Top of Input

//! Multi-worker MapReduce engine.
//!
//! A job runs three phases over N OS threads: every worker pulls input
//! pairs through a shared atomic counter and maps them into a private
//! intermediate vector; the vectors are sorted and the workers rendezvous
//! at a barrier, where the last arrival shuffles all pairs into per-key
//! groups (descending by key); the workers then race through the groups,
//! reducing each exactly once. Progress lives in a single packed 64-bit
//! atomic word, and the job handle is waitable from any number of threads.
//!
//! ```
//! use std::sync::Arc;
//! use parking_lot::Mutex;
//! use mapreduce::{start_job, MapReduceClient, Stage, WorkerContext};
//!
//! struct WordLengths;
//!
//! impl MapReduceClient for WordLengths {
//!     type K1 = ();
//!     type V1 = String;
//!     type K2 = usize;
//!     type V2 = String;
//!     type K3 = usize;
//!     type V3 = usize;
//!
//!     fn map(&self, _key: &(), word: &String, ctx: &mut WorkerContext<'_, Self>) {
//!         ctx.emit2(word.len(), word.clone());
//!     }
//!
//!     fn reduce(&self, group: &[(usize, String)], ctx: &mut WorkerContext<'_, Self>) {
//!         ctx.emit3(group[0].0, group.len());
//!     }
//! }
//!
//! let input = vec![((), "tern".into()), ((), "gull".into()), ((), "skua".into())];
//! let output = Arc::new(Mutex::new(Vec::new()));
//! let job = start_job(WordLengths, input, Arc::clone(&output), 4);
//! job.wait();
//! assert_eq!(job.state().stage, Stage::Reduce);
//! assert_eq!(*output.lock(), vec![(4, 3)]);
//! ```

mod barrier;
mod counter;
mod job;
mod shuffle;

use std::sync::Arc;

use parking_lot::Mutex;

use job::JobInner;
pub use job::WorkerContext;

/// The client side of a job: the map and reduce callables plus the types
/// flowing between the phases. Keys of the intermediate pairs carry the
/// ordering the shuffle groups by; values are opaque to the engine.
pub trait MapReduceClient: Send + Sync + Sized + 'static {
    type K1: Send + Sync + 'static;
    type V1: Send + Sync + 'static;
    type K2: Ord + Send + Sync + 'static;
    type V2: Send + Sync + 'static;
    type K3: Send + 'static;
    type V3: Send + 'static;

    /// Map one input pair, emitting intermediate pairs via
    /// [`WorkerContext::emit2`].
    fn map(&self, key: &Self::K1, value: &Self::V1, ctx: &mut WorkerContext<'_, Self>);

    /// Reduce one group of equal-key intermediate pairs, emitting output
    /// pairs via [`WorkerContext::emit3`]. Called exactly once per group.
    fn reduce(&self, group: &[(Self::K2, Self::V2)], ctx: &mut WorkerContext<'_, Self>);
}

/// The caller-supplied output collection, appended to only through
/// [`WorkerContext::emit3`].
pub type OutputVec<C> =
    Arc<Mutex<Vec<(<C as MapReduceClient>::K3, <C as MapReduceClient>::V3)>>>;

/// Phase of a running job.
#[derive(Clone, Copy, Debug, PartialEq, Eq)]
pub enum Stage {
    Undefined = 0,
    Map = 1,
    Shuffle = 2,
    Reduce = 3,
}

impl Stage {
    pub(crate) fn from_tag(tag: u64) -> Stage {
        match tag & 0b11 {
            0 => Stage::Undefined,
            1 => Stage::Map,
            2 => Stage::Shuffle,
            _ => Stage::Reduce,
        }
    }
}

/// Snapshot of a job's observable progress. `percent` is completed work
/// over the current phase's total, in `[0.0, 100.0]`.
#[derive(Clone, Copy, Debug, PartialEq)]
pub struct JobState {
    pub stage: Stage,
    pub percent: f32,
}

/// Shareable handle to a running job. Clones refer to the same job; any of
/// them can wait, poll state, or be closed independently.
pub struct JobHandle<C: MapReduceClient> {
    inner: Arc<JobInner<C>>,
}

impl<C: MapReduceClient> Clone for JobHandle<C> {
    fn clone(&self) -> Self {
        JobHandle {
            inner: Arc::clone(&self.inner),
        }
    }
}

impl<C: MapReduceClient> JobHandle<C> {
    /// Block until the job completes. The first caller joins the worker
    /// threads; concurrent callers park until it finishes; anyone arriving
    /// afterwards returns immediately. Idempotent.
    pub fn wait(&self) {
        self.inner.wait();
    }

    /// Atomic snapshot of `{stage, percent}`.
    pub fn state(&self) -> JobState {
        self.inner.state()
    }

    /// Wait for the job, then release this handle's share of its
    /// resources. The job's own allocations are freed once the last
    /// outstanding handle is gone.
    pub fn close(self) {
        self.inner.wait();
    }
}

/// Start a job over `input` with `workers` OS threads (at least one).
/// Output pairs are appended to `output` as the client emits them. The
/// returned handle is the only way to observe or wait for the job.
pub fn start_job<C: MapReduceClient>(
    client: C,
    input: Vec<(C::K1, C::V1)>,
    output: OutputVec<C>,
    workers: usize,
) -> JobHandle<C> {
    JobHandle {
        inner: JobInner::launch(client, input, output, workers),
    }
}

Bottom of Input

Work request: Show, from the listing above, each line that contains the word "running".

Task response:
/// Phase of a running job.
/// Shareable handle to a running job. Clones refer to the same job; any of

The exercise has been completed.